Wednesday, 27 May 2015

ReCode To Vox

They couldn't make it on their own.

Walt Mossberg, one of America's two most famous tech columnists, shot himself in the foot. He left the "Wall Street Journal." They're finding out in news what we already know in music, you can go it alone, the internet allows you to do this, but in a chaotic world he with the established presence wins, the major record labels figured out the internet and the big news sites still rule.

What about BuzzFeed, and the "Huffington Post"?

The HuffPo is in decline. You can read about it in the "New York Review Of Books," which no one opens except for intellectuals, but at least enough to keep the publication going. If you were gonna try and start a new printed book review today...FUHGETTABOUTIT!

But once upon a time the HuffPo was new and different. It focused on left wing news and link-bait, before link-bait littered every webpage you went to.

And BuzzFeed invented the listicle.

What did ReCode invent?

Absolutely nothing.

We don't need me-too, we need new and different. And unless you're gonna do new and different, stay where you are.

Ezra Klein left the "Washington Post." He said his Vox site was gonna be different, and it is, a bit, but not significantly enough to gain traction.

Nate Silver left the "New York Times" for obscurity. The election prognosticator, our national data interpreter, put a stake in his heart and keeled right over. He started a whole website, 538, for data-driven articles, but the "Times" just doubled down with data and created the Upshot. Even worse, Silver didn't realize if you're starting from scratch you've got to have stars. And he's the only star on his site. He's earned my attention. But the rest of the writers on his site parsing the numbers...WHO ARE THEY?

And then you've got David Pogue, Mossberg's nemesis, who left the "Times" for Yahoo and was promptly buried in the tsunami of bogus information on that site. He went from being one of the two experts to a nobody.

So what have we learned...

Just because you're a star don't think you're bigger than the enterprise.

That's what the film business has learned. They don't pay stars as handsomely as they used to. As for these same stars funding their own movies... They have the twin hurdles of raising capital and distribution. Never mind having no ongoing catalog to keep them flush. That's the movie studios' greatest asset, as it is the record labels', their historical product. It gives them guaranteed cash flow and bargaining power. That's why the labels got favorable deals with Spotify...their copyrighted material!

As for records... George Michael sat on the sidelines and sued Sony and he never had another hit record.
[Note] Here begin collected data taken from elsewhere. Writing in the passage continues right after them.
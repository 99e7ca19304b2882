// src/cli.rs
use std::collections::BTreeMap;
use std::path::PathBuf;
use std::time::Instant;

use clap::Parser;
use color_eyre::eyre::eyre;
use log::{error, info, warn};

use crate::config::{self, MonitorOptions, consts::*};
use crate::core::net::HttpFetcher;
use crate::notify::Dispatcher;
use crate::progress::ConsoleProgress;
use crate::runner::{Exit, Monitor};
use crate::store::SeenStore;

/// Watch marketplace searches and get a message once per new matching listing.
#[derive(Parser, Debug, Clone)]
#[command(name = "market_watch", version, about)]
pub struct Cli {
    /// Search profile list (JSON array).
    #[arg(long, short = 'c', default_value = DEFAULT_CONFIG_FILE)]
    pub config: PathBuf,

    /// Optional runtime options (site, timing, attribute rules, Telegram, page selectors).
    #[arg(long, default_value = DEFAULT_OPTIONS_FILE)]
    pub options: PathBuf,

    /// Persisted set of already reported listing URLs.
    #[arg(long, default_value = DEFAULT_SEEN_FILE)]
    pub seen: PathBuf,

    /// Stop after N cycles (default: run until interrupted).
    #[arg(long, conflicts_with = "once")]
    pub cycles: Option<u64>,

    /// Run a single cycle and exit.
    #[arg(long)]
    pub once: bool,

    /// Log filter, RUST_LOG syntax.
    #[arg(long, env = "RUST_LOG", default_value = "info")]
    pub log_level: String,

    /// Append log lines to this file instead of stderr.
    #[arg(long)]
    pub log_file: Option<PathBuf>,

    #[arg(long, env = "MARKET_WATCH_TELEGRAM_CHAT_ID")]
    pub telegram_chat_id: Option<String>,

    /// Bot tokens per priority, e.g. `1=123:abc,3=456:def`.
    #[arg(long, env = "MARKET_WATCH_TELEGRAM_TOKENS", value_parser = parse_tokens)]
    pub telegram_tokens: Option<BTreeMap<u8, String>>,

    /// Do not send the "monitor started" message.
    #[arg(long)]
    pub no_startup_message: bool,
}

impl Cli {
    pub fn cycles(&self) -> Option<u64> {
        if self.once { Some(1) } else { self.cycles }
    }

    /// Command line / environment wins over `options.json`.
    pub fn apply_overrides(&self, options: &mut MonitorOptions) {
        if let Some(chat) = &self.telegram_chat_id {
            options.telegram.chat_id = chat.clone();
        }
        if let Some(tokens) = &self.telegram_tokens {
            options.telegram.bot_tokens = tokens.clone();
        }
    }
}

fn parse_tokens(s: &str) -> Result<BTreeMap<u8, String>, String> {
    let mut out = BTreeMap::new();
    for pair in s.split(',').map(str::trim).filter(|p| !p.is_empty()) {
        let (prio, token) = pair
            .split_once('=')
            .ok_or_else(|| format!("expected PRIORITY=TOKEN, got '{pair}'"))?;
        let prio: u8 = prio
            .trim()
            .parse()
            .map_err(|_| format!("invalid priority '{}'", prio.trim()))?;
        out.insert(prio, token.trim().to_string());
    }
    Ok(out)
}

/// Resolves on Ctrl-C; never resolves if the handler cannot be installed.
async fn interrupted() {
    if let Err(e) = tokio::signal::ctrl_c().await {
        warn!("Ctrl+C handler unavailable: {e}");
        std::future::pending::<()>().await;
    }
}

pub async fn run(cli: Cli) -> color_eyre::Result<()> {
    crate::log::init(&cli.log_level, cli.log_file.as_deref())?;
    crate::log::capture_panic_traces();
    let started = Instant::now();
    info!("--- ==== market_watch {} started ==== ---", env!("CARGO_PKG_VERSION"));

    let mut options = config::load_options(&cli.options)?;
    cli.apply_overrides(&mut options);

    let profiles = match config::load_profiles(&cli.config, options.telegram.lowest_priority()) {
        Ok(set) => set.profiles,
        Err(e) => {
            error!("{e}");
            return Err(e.into());
        }
    };

    let store = SeenStore::open(&cli.seen);
    let fetcher = HttpFetcher::new(&options.site)?;
    let dispatcher = Dispatcher::from_options(&options.telegram, &options.site.currency)?;
    let mut monitor = Monitor::new(options, profiles, Box::new(fetcher), dispatcher, store)?;

    if !cli.no_startup_message {
        monitor.announce_startup().await;
    }

    let mut progress = ConsoleProgress;
    let exit = monitor.run_until(&mut progress, cli.cycles(), interrupted()).await;
    info!(
        "--- ==== market_watch stopped (runtime {:.0}s) ==== ---",
        started.elapsed().as_secs_f64()
    );

    match exit {
        Exit::Crashed(msg) => Err(eyre!("monitor loop crashed: {msg}")),
        _ => Ok(()),
    }
}

#[cfg(test)]
mod tests {
    use super::*;

    #[test]
    fn token_list_parses() {
        let t = parse_tokens("1=aaa:bbb, 3 = ccc").unwrap();
        assert_eq!(t.get(&1).map(String::as_str), Some("aaa:bbb"));
        assert_eq!(t.get(&3).map(String::as_str), Some("ccc"));
        assert!(parse_tokens("one=x").is_err());
        assert!(parse_tokens("1:x").is_err());
    }

    #[test]
    fn once_means_one_cycle() {
        let cli = Cli::try_parse_from(["market_watch", "--once"]).unwrap();
        assert_eq!(cli.cycles(), Some(1));
        assert_eq!(cli.config, PathBuf::from(DEFAULT_CONFIG_FILE));
        assert!(Cli::try_parse_from(["market_watch", "--once", "--cycles", "3"]).is_err());
    }

    #[test]
    fn overrides_replace_telegram_settings() {
        let cli = Cli::try_parse_from([
            "market_watch",
            "--telegram-chat-id",
            "777",
            "--telegram-tokens",
            "2=tok",
        ])
        .unwrap();
        let mut opts = MonitorOptions::default();
        cli.apply_overrides(&mut opts);
        assert_eq!(opts.telegram.chat_id, "777");
        assert!(opts.telegram.is_configured());
    }
}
Trent Reznor did it his way and he got artistic freedom but fewer people cared, and he had to do so much himself other than create art that he ended up going back into the system.

When the world is wild and woolly, new and exciting, pioneers fight it out for eventual dominance. But once the landscape starts to coalesce...pick another venue! This is Tidal's big mistake, not the press conference, but wading into a pool already filled with sharks.
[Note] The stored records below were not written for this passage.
// src/specs/selectors.rs
//! Data-driven page description for the search-results page.
//!
//! Every selector chain is ordered most specific first; the first chain entry
//! yielding a non-empty result wins. Page-format drift is patched here (or in the
//! `page` section of `options.json`), not in the extraction logic.

use scraper::Selector;
use serde::{Deserialize, Serialize};
use thiserror::Error;

use crate::config::consts::LISTING_PATH_PREFIX;

#[derive(Debug, Error, PartialEq, Eq)]
#[error("invalid selector '{selector}': {message}")]
pub struct SpecError {
    pub selector: String,
    pub message: String,
}

#[derive(Clone, Debug, PartialEq, Eq, Serialize, Deserialize)]
#[serde(default)]
pub struct PageSpec {
    /// One match per listing card.
    pub listing_container: String,
    pub listing_path_prefix: String,
    pub link_selectors: Vec<String>,
    pub title_selector: String,
    pub price_selectors: Vec<String>,
    pub description_selectors: Vec<String>,
    /// Hosts of partner marketplaces whose cards are skipped as "external".
    pub external_markers: Vec<String>,
    pub no_results_selector: String,
    pub no_results_markers: Vec<String>,
    pub free_keywords: Vec<String>,
    pub negotiable_keywords: Vec<String>,
}

fn strings(items: &[&str]) -> Vec<String> {
    items.iter().map(|s| s.to_string()).collect()
}

impl Default for PageSpec {
    fn default() -> Self {
        Self {
            listing_container: "div.mui-style-qlw8p1".into(),
            listing_path_prefix: LISTING_PATH_PREFIX.into(),
            link_selectors: strings(&[
                r#"a[href^="/de/vi/"]"#,
                r#"h2 a[href^="/de/vi/"]"#,
                r#"a[href*="/de/vi/"]"#,
            ]),
            title_selector: "h2".into(),
            price_selectors: strings(&[
                "div.mui-style-1fhgjcy span.mui-style-1nqm73u",
                r#"span[class*="price"]"#,
                r#"div[class*="price"]"#,
            ]),
            description_selectors: strings(&[
                "div.mui-style-xe4gv6 span.mui-style-1nqm73u",
                "div.mui-style-xe4gv6",
                r#"p[class*="description"]"#,
                r#"div[class*="description"]"#,
            ]),
            external_markers: strings(&["ricardo.ch", "anibis.ch"]),
            no_results_selector: "div, p, h3, span".into(),
            no_results_markers: strings(&["keine resultate", "no results"]),
            free_keywords: strings(&["gratis", "free", "kostenlos", "zu verschenken"]),
            negotiable_keywords: strings(&[
                "anfrage", "vb", "verhandelbar", "verhandlung", "on request", "negotiable", "obo",
            ]),
        }
    }
}

/// [`PageSpec`] with every selector parsed. Keyword tables are lowercased once.
#[derive(Debug, Clone)]
pub struct CompiledPageSpec {
    pub listing_container: Selector,
    pub listing_path_prefix: String,
    pub link_selectors: Vec<Selector>,
    pub title_selector: Selector,
    pub img_selector: Selector,
    pub anchor_selector: Selector,
    pub price_selectors: Vec<Selector>,
    pub description_selectors: Vec<Selector>,
    pub external_markers: Vec<String>,
    pub no_results_selector: Selector,
    pub no_results_markers: Vec<String>,
    pub free_keywords: Vec<String>,
    pub negotiable_keywords: Vec<String>,
}

impl CompiledPageSpec {
    pub fn compile(spec: &PageSpec) -> Result<Self, SpecError> {
        Ok(Self {
            listing_container: parse(&spec.listing_container)?,
            listing_path_prefix: spec.listing_path_prefix.clone(),
            link_selectors: parse_all(&spec.link_selectors)?,
            title_selector: parse(&spec.title_selector)?,
            img_selector: parse("img[alt]")?,
            anchor_selector: parse("a[href]")?,
            price_selectors: parse_all(&spec.price_selectors)?,
            description_selectors: parse_all(&spec.description_selectors)?,
            external_markers: lowered(&spec.external_markers),
            no_results_selector: parse(&spec.no_results_selector)?,
            no_results_markers: lowered(&spec.no_results_markers),
            free_keywords: lowered(&spec.free_keywords),
            negotiable_keywords: lowered(&spec.negotiable_keywords),
        })
    }
}

pub fn parse(css: &str) -> Result<Selector, SpecError> {
    Selector::parse(css).map_err(|e| SpecError { selector: css.to_string(), message: e.to_string() })
}

fn parse_all(list: &[String]) -> Result<Vec<Selector>, SpecError> {
    list.iter().map(|s| parse(s)).collect()
}

fn lowered(list: &[String]) -> Vec<String> {
    list.iter()
        .map(|s| s.trim().to_lowercase())
        .filter(|s| !s.is_empty())
        .collect()
}

#[cfg(test)]
mod tests {
    use super::*;

    #[test]
    fn default_spec_compiles() {
        let c = CompiledPageSpec::compile(&PageSpec::default()).unwrap();
        assert_eq!(c.link_selectors.len(), 3);
        assert_eq!(c.description_selectors.len(), 4);
        assert!(c.negotiable_keywords.contains(&"on request".to_string()));
    }

    #[test]
    fn broken_selector_is_reported_by_name() {
        let spec = PageSpec { title_selector: "h2[".into(), ..PageSpec::default() };
        let err = CompiledPageSpec::compile(&spec).unwrap_err();
        assert_eq!(err.selector, "h2[");
    }

    #[test]
    fn partial_page_section_keeps_defaults() {
        let spec: PageSpec = serde_json::from_str(r#"{ "listing_container": "article" }"#).unwrap();
        assert_eq!(spec.listing_container, "article");
        assert_eq!(spec.title_selector, "h2");
    }
}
The major labels control the modern music world. You can get started alone, you can even get some traction, but to break through big you've got to play with the established entities, they own radio and to a great degree publicity. Sure, you can do it your way, it's just gonna be expensive and long. Are you up to that?

And it gets even tougher if you've got investors. They want their money back. They'll pull the carpet out from under you when you least expect it, put heretofore unknown pressure upon you.
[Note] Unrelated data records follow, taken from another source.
// src/config/profile.rs
//
// Search profiles: the operator's monitoring intents.
// The file is read as loose JSON and validated entry by entry so that one
// broken profile never stops the others from running.

use std::fmt;

use log::warn;
use serde_json::{Map, Value};
use thiserror::Error;

use super::ConfigError;
use super::consts::{HIGHEST_PRIORITY, LOWEST_PRIORITY};
use crate::filter::Category;

/// Notification tier. 1 is the most important channel.
#[derive(Clone, Copy, Debug, PartialEq, Eq, PartialOrd, Ord, Hash)]
pub struct Priority(u8);

impl Priority {
    pub const HIGHEST: Priority = Priority(HIGHEST_PRIORITY);
    pub const LOWEST: Priority = Priority(LOWEST_PRIORITY);

    pub fn new(ordinal: u8) -> Self { Self(ordinal) }
    pub fn ordinal(self) -> u8 { self.0 }
}

impl fmt::Display for Priority {
    fn fmt(&self, f: &mut fmt::Formatter<'_>) -> fmt::Result {
        write!(f, "{}", self.0)
    }
}

/// One validated monitoring intent. Immutable for the lifetime of a run.
#[derive(Clone, Debug, PartialEq, Eq)]
pub struct SearchProfile {
    pub name: String,
    pub category: Category,
    pub max_price: u64,
    /// Never empty; every term is trimmed and non-blank.
    pub search_terms: Vec<String>,
    pub priority: Priority,
}

#[derive(Debug, Error, PartialEq, Eq)]
pub enum ProfileError {
    #[error("entry is not a JSON object")]
    NotAnObject,
    #[error("no 'max_price' defined")]
    MissingMaxPrice,
    #[error("invalid 'max_price' ({0}); expected a non-negative whole number")]
    InvalidMaxPrice(String),
    #[error("'search_terms' must be a non-empty list")]
    MissingSearchTerms,
    #[error("'search_terms' contains invalid or empty entries")]
    InvalidSearchTerm,
    #[error("unknown type {0}")]
    UnknownCategory(String),
}

/// Result of validating a profile list.
#[derive(Clone, Debug, Default)]
pub struct ProfileSet {
    pub profiles: Vec<SearchProfile>,
    pub skipped: usize,
}

/// Validate every entry of the top-level array. Invalid entries are logged and skipped.
/// Profiles without a usable `priority` get `lowest`.
pub fn parse_profiles(value: &Value, lowest: Priority) -> Result<ProfileSet, ConfigError> {
    let entries = value.as_array().ok_or(ConfigError::NotAList { found: json_kind(value) })?;

    let mut set = ProfileSet::default();
    for (i, entry) in entries.iter().enumerate() {
        let name = profile_name(entry, i);
        match parse_profile(entry, i, lowest) {
            Ok(profile) => set.profiles.push(profile),
            Err(e) => {
                warn!("Skipping profile '{name}': {e}");
                set.skipped += 1;
            }
        }
    }
    Ok(set)
}

/// Validate one profile object. `index` is its 0-based position in the file.
pub fn parse_profile(entry: &Value, index: usize, lowest: Priority) -> Result<SearchProfile, ProfileError> {
    let obj = entry.as_object().ok_or(ProfileError::NotAnObject)?;
    let name = profile_name(entry, index);

    let category = match obj.get("type") {
        None | Some(Value::Null) => Category::Generic,
        Some(Value::String(s)) => s
            .parse::<Category>()
            .map_err(|_| ProfileError::UnknownCategory(format!("'{s}'")))?,
        Some(other) => return Err(ProfileError::UnknownCategory(other.to_string())),
    };

    let max_price = parse_max_price(obj)?;
    let search_terms = parse_search_terms(obj)?;
    let priority = parse_priority(obj, &name, lowest);

    Ok(SearchProfile { name, category, max_price, search_terms, priority })
}

fn profile_name(entry: &Value, index: usize) -> String {
    entry
        .get("name")
        .and_then(Value::as_str)
        .map(str::trim)
        .filter(|s| !s.is_empty())
        .map(str::to_string)
        .unwrap_or_else(|| format!("Unnamed profile #{}", index + 1))
}

fn parse_max_price(obj: &Map<String, Value>) -> Result<u64, ProfileError> {
    let raw = match obj.get("max_price") {
        None | Some(Value::Null) => return Err(ProfileError::MissingMaxPrice),
        Some(v) => v,
    };
    let invalid = || ProfileError::InvalidMaxPrice(raw.to_string());
    match raw {
        Value::Number(n) => {
            if let Some(v) = n.as_u64() {
                return Ok(v);
            }
            // 150.0 is fine, 149.5 and -1 are not
            match n.as_f64() {
                Some(f) if f >= 0.0 && f.fract() == 0.0 && f <= u64::MAX as f64 => Ok(f as u64),
                _ => Err(invalid()),
            }
        }
        Value::String(s) => s.trim().parse::<u64>().map_err(|_| invalid()),
        _ => Err(invalid()),
    }
}

fn parse_search_terms(obj: &Map<String, Value>) -> Result<Vec<String>, ProfileError> {
    let list = match obj.get("search_terms") {
        Some(Value::Array(list)) if !list.is_empty() => list,
        _ => return Err(ProfileError::MissingSearchTerms),
    };
    list.iter()
        .map(|term| match term.as_str().map(str::trim) {
            Some(t) if !t.is_empty() => Ok(t.to_string()),
            _ => Err(ProfileError::InvalidSearchTerm),
        })
        .collect()
}

/// Priority is optional; anything unusable falls back to the lowest tier.
fn parse_priority(obj: &Map<String, Value>, name: &str, lowest: Priority) -> Priority {
    let raw = match obj.get("priority") {
        None | Some(Value::Null) => return lowest,
        Some(v) => v,
    };
    let ordinal = match raw {
        Value::Number(n) => n.as_u64(),
        Value::String(s) => s.trim().parse::<u64>().ok(),
        _ => None,
    };
    match ordinal.and_then(|v| u8::try_from(v).ok()).filter(|v| *v >= HIGHEST_PRIORITY) {
        Some(v) => Priority::new(v),
        None => {
            warn!("Profile '{name}': invalid 'priority' ({raw}); using {lowest}");
            lowest
        }
    }
}

fn json_kind(value: &Value) -> &'static str {
    match value {
        Value::Null => "null",
        Value::Bool(_) => "a boolean",
        Value::Number(_) => "a number",
        Value::String(_) => "a string",
        Value::Array(_) => "a list",
        Value::Object(_) => "an object",
    }
}
// src/specs/mod.rs
//! # Page specs
//!
//! Everything that knows *where the ground truth lives in the HTML* of the
//! marketplace's search-results page.
//!
//! ## What lives here
//! - `selectors`: the data table ([`selectors::PageSpec`]) of container, link, price and
//!   description selectors plus the keyword lists used to read price labels, and its
//!   compiled form. Selector chains are ordered most specific first.
//! - `listing`: the Extractor. One card node in, one [`listing::ListingRecord`] (or a
//!   classified skip: external / unparseable) out. Pure; no logging of its own beyond
//!   what the caller decides.
//!
//! ## What does **not** live here
//! - Fetching the page (`core::net`), dedup state (`store`), filter policy
//!   (`pipeline`, `filter`).
//!
//! ## Testing notes
//! - Specs are tested offline against captured fixtures (`tests/fixtures/*.html`).
//! - Keep selectors resilient to whitespace, attribute order and harmless markup noise.
//!
//! In short: **`specs` knows how to read the page.** Other layers decide what to
//! keep, whom to tell and when to look again.
pub mod listing;
pub mod selectors;

pub use listing::{Identity, ListingRecord, Price};
pub use selectors::{CompiledPageSpec, PageSpec, SpecError};
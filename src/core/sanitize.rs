// src/core/sanitize.rs

pub fn normalize_ws(s: &str) -> String {
    let mut out = String::with_capacity(s.len());
    let mut prev_space = false;
    for ch in s.chars() {
        if ch.is_whitespace() {
            if !prev_space { out.push(' '); prev_space = true; }
        } else { out.push(ch); prev_space = false; }
    }
    out.trim().to_string()
}

/// Escape page-derived text for Telegram's HTML parse mode.
pub fn escape_html(s: &str) -> String {
    html_escape::encode_text(s).into_owned()
}

/// At most `max` chars, with an ellipsis when cut. For log lines.
pub fn preview(s: &str, max: usize) -> String {
    match s.char_indices().nth(max) {
        Some((cut, _)) => format!("{}…", &s[..cut]),
        None => s.to_string(),
    }
}
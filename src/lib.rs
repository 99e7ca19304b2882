// src/lib.rs

pub mod cli;
pub mod config;
pub mod core;
pub mod specs;

pub mod file;
pub mod filter;
pub mod log;
pub mod notify;
pub mod pipeline;
pub mod progress;
pub mod runner;
pub mod store;

pub use config::{MonitorOptions, SearchProfile};
pub use filter::{AttributeFilter, Category};
pub use notify::{Delivery, Dispatcher, Notifier};
pub use pipeline::{Match, MatchPipeline, PageOutcome, PageReport};
pub use runner::Monitor;
pub use store::SeenStore;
Bottom line... ReCode had the best tech news in the business. Walt Mossberg and Kara Swisher built a team of experts. But nobody cared, nobody went to the site, they thought their minions would follow them but it turned out they were aligned more with the "Wall Street Journal," their former home, than the writers themselves. It's kind of like when the lead singer leaves the band...good luck! Sure, there are exceptions, but... But now you can't even find the new sites, you can't get the word out. Furthermore, the "Journal" hired Joanna Stern, a cheeky tech writer who is not as good as Mossberg but oozes personality, and Christopher Mims, who's technically sound, albeit dry. Turns out we don't need THE expert as much as AN expert. (And the "Times" got Farhad Manjoo, who in his own way is just as good as Pogue.)

So if you're starting something new...by all means go for it, it's the essence of Silicon Valley.

But if you're an individual star, chafing under the reins of your boss, believing you can go it alone...

You probably cannot. Especially if the world you live in is solidified.